4. Die Europäische Union und die USA: So erfreulich es ist, dass ihre Vertreter in Kiew zum vorläufigen Ende der Gewalt beigetragen haben, so falsch wäre es zu übersehen, dass einer der Ausgangspunkte der Krise – neben dem Unwillen vieler Ukrainer, weiter mit dem Janukowitsch-Klan, der Rückständigkeit des Landes und der verordneten Abhängigkeit von Russland zu leben – die wenig umsichtige Politik der EU vor dem angestrebten Assoziierungsabkommen mit der Ukraine war. Ab sofort müssen EU und die USA der realen Lage und den Anliegen der ukrainischen Bevölkerung größere Beachtung entgegenbringen müssen. Auch viele Ukrainer waren skeptisch gegenüber der Entscheidung für eine derart enge Anbindung an die EU, wie sie das Abkommen – teilweise zum Nachteil anderer bestehender Bindungen – erzeugt hätte, da sie und die Ukraine langfristig offene und produktive Beziehungen zu beiden, zur EU wie zu Russland, brauchen.

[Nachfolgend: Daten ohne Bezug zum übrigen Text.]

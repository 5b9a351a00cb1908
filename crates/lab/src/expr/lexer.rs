use super::ExprError;

/// Punctuation accepted in addition to ASCII letters, digits, and whitespace.
const ALLOWED_PUNCTUATION: &str = ".,+-*/%^()[]<>=!&|?:";

#[derive(Debug, Clone, PartialEq)]
pub(super) enum Token {
    Number(f64),
    Ident(String),
    Plus,
    Minus,
    Star,
    Power,
    Slash,
    Percent,
    Bang,
    Lt,
    Le,
    Gt,
    Ge,
    Eq,
    Ne,
    And,
    Or,
    Question,
    Colon,
    Comma,
    LParen,
    RParen,
    LBracket,
    RBracket,
}

impl Token {
    /// Returns the token as it would be written in source.
    pub(super) fn text(&self) -> String {
        let op = match self {
            Token::Number(value) => return value.to_string(),
            Token::Ident(name) => return name.clone(),
            Token::Plus => "+",
            Token::Minus => "-",
            Token::Star => "*",
            Token::Power => "**",
            Token::Slash => "/",
            Token::Percent => "%",
            Token::Bang => "!",
            Token::Lt => "<",
            Token::Le => "<=",
            Token::Gt => ">",
            Token::Ge => ">=",
            Token::Eq => "==",
            Token::Ne => "!=",
            Token::And => "&&",
            Token::Or => "||",
            Token::Question => "?",
            Token::Colon => ":",
            Token::Comma => ",",
            Token::LParen => "(",
            Token::RParen => ")",
            Token::LBracket => "[",
            Token::RBracket => "]",
        };
        op.to_owned()
    }
}

/// A token and the character offset where it starts.
#[derive(Debug, Clone, PartialEq)]
pub(super) struct Spanned {
    pub(super) token: Token,
    pub(super) pos: usize,
}

fn is_allowed(ch: char) -> bool {
    ch.is_ascii_alphanumeric() || ch.is_ascii_whitespace() || ALLOWED_PUNCTUATION.contains(ch)
}

/// Splits `source` into tokens.
///
/// Every character is checked against the allow-list before any token is
/// produced. `^` is read as `**`, and `===`/`!==` as `==`/`!=`.
pub(super) fn tokenize(source: &str) -> Result<Vec<Spanned>, ExprError> {
    let chars: Vec<char> = source.chars().collect();

    if let Some((pos, &ch)) = chars.iter().enumerate().find(|(_, ch)| !is_allowed(**ch)) {
        return Err(ExprError::DisallowedCharacter { ch, pos });
    }

    let mut tokens = Vec::new();
    let mut i = 0;
    while i < chars.len() {
        let ch = chars[i];
        let pos = i;

        if ch.is_ascii_whitespace() {
            i += 1;
            continue;
        }

        if ch.is_ascii_digit() || (ch == '.' && chars.get(i + 1).is_some_and(char::is_ascii_digit))
        {
            let (token, end) = number(&chars, i)?;
            tokens.push(Spanned { token, pos });
            i = end;
            continue;
        }

        if ch.is_ascii_alphabetic() {
            let end = chars[i..]
                .iter()
                .position(|c| !c.is_ascii_alphanumeric())
                .map_or(chars.len(), |n| i + n);
            let name: String = chars[i..end].iter().collect();
            tokens.push(Spanned {
                token: Token::Ident(name),
                pos,
            });
            i = end;
            continue;
        }

        let next = chars.get(i + 1).copied();
        let after = chars.get(i + 2).copied();
        let (token, len) = match (ch, next) {
            ('*', Some('*')) => (Token::Power, 2),
            ('^', _) => (Token::Power, 1),
            ('*', _) => (Token::Star, 1),
            ('+', _) => (Token::Plus, 1),
            ('-', _) => (Token::Minus, 1),
            ('/', _) => (Token::Slash, 1),
            ('%', _) => (Token::Percent, 1),
            ('<', Some('=')) => (Token::Le, 2),
            ('<', _) => (Token::Lt, 1),
            ('>', Some('=')) => (Token::Ge, 2),
            ('>', _) => (Token::Gt, 1),
            ('=', Some('=')) if after == Some('=') => (Token::Eq, 3),
            ('=', Some('=')) => (Token::Eq, 2),
            ('!', Some('=')) if after == Some('=') => (Token::Ne, 3),
            ('!', Some('=')) => (Token::Ne, 2),
            ('!', _) => (Token::Bang, 1),
            ('&', Some('&')) => (Token::And, 2),
            ('|', Some('|')) => (Token::Or, 2),
            ('?', _) => (Token::Question, 1),
            (':', _) => (Token::Colon, 1),
            (',', _) => (Token::Comma, 1),
            ('(', _) => (Token::LParen, 1),
            (')', _) => (Token::RParen, 1),
            ('[', _) => (Token::LBracket, 1),
            (']', _) => (Token::RBracket, 1),
            _ => {
                return Err(ExprError::UnexpectedToken {
                    found: ch.to_string(),
                    pos,
                });
            }
        };
        tokens.push(Spanned { token, pos });
        i += len;
    }

    Ok(tokens)
}

/// Reads a decimal literal starting at `start`, returning it and the index
/// just past it.
fn number(chars: &[char], start: usize) -> Result<(Token, usize), ExprError> {
    let digits_from = |mut i: usize| {
        while chars.get(i).is_some_and(char::is_ascii_digit) {
            i += 1;
        }
        i
    };

    let mut end = digits_from(start);
    if chars.get(end) == Some(&'.') {
        end = digits_from(end + 1);
    }

    // An exponent needs at least one digit, otherwise `e` starts the next token.
    if matches!(chars.get(end), Some('e' | 'E')) {
        let mut exp = end + 1;
        if matches!(chars.get(exp), Some('+' | '-')) {
            exp += 1;
        }
        if chars.get(exp).is_some_and(char::is_ascii_digit) {
            end = digits_from(exp);
        }
    }

    let text: String = chars[start..end].iter().collect();
    text.parse::<f64>()
        .map(|value| (Token::Number(value), end))
        .map_err(|_| ExprError::InvalidNumber { text, pos: start })
}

In den kommenden Monaten und Jahren müssen die EU-Vertreter ihr Handeln daher so gestalten, dass alle Ukrainer sie wirklich als reale Hilfe bei der Schaffung von Rahmenbedingungen sehen können, wie sie alle Menschen unabhängig von ihrem Lebensort ersehnen. Diese sind ein funktionierendes Gemeinwesen, das Wohlstand, Recht, Sicherheit, Kultur, Offenheit und Entwicklung. Egal, ob es dafür das erstrebte Assoziationsabkommen schon gibt oder noch nicht. Die EU kann dauerhaft nur zu einer Stabilisierung in der Ukraine beitragen, wenn sie die Verschiedenheiten innerhalb des Landes akzeptiert.